→ Task instructions: Each line of the listing that includes "CircuitState" should be reported.

→ Extracted information:
# # # #
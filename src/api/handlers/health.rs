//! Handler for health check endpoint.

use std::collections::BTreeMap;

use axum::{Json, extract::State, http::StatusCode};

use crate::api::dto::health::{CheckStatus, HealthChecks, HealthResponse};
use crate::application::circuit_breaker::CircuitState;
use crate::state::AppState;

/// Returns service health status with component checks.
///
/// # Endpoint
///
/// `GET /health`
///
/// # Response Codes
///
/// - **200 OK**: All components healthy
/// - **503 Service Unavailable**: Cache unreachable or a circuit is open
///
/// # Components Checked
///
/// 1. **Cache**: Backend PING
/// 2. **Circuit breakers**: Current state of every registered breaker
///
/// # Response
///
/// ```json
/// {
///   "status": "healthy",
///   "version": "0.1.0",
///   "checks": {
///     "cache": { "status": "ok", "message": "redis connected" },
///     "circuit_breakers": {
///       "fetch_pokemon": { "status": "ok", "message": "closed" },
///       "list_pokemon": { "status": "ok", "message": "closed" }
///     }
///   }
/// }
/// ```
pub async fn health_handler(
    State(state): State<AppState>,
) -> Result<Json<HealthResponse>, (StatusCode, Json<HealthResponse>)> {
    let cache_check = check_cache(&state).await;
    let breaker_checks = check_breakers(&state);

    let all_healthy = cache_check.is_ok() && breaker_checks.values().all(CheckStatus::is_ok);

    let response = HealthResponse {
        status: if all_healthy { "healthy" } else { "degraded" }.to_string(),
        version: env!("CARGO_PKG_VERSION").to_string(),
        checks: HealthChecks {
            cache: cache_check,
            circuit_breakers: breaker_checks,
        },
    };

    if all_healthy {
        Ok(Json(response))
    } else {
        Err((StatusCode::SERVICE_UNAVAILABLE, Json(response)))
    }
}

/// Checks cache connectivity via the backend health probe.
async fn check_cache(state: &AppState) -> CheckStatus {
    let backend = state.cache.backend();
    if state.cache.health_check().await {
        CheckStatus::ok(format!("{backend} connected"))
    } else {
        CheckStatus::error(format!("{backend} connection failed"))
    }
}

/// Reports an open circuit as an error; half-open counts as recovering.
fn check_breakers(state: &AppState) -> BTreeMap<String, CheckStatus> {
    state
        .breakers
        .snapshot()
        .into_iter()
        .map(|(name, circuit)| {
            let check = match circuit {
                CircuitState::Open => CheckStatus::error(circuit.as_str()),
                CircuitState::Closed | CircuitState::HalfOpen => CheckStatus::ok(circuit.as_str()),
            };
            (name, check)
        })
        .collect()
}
# # # #
→ Solution:
use crate::application::circuit_breaker::CircuitState;
                CircuitState::Open => CheckStatus::error(circuit.as_str()),
                CircuitState::Closed | CircuitState::HalfOpen => CheckStatus::ok(circuit.as_str()),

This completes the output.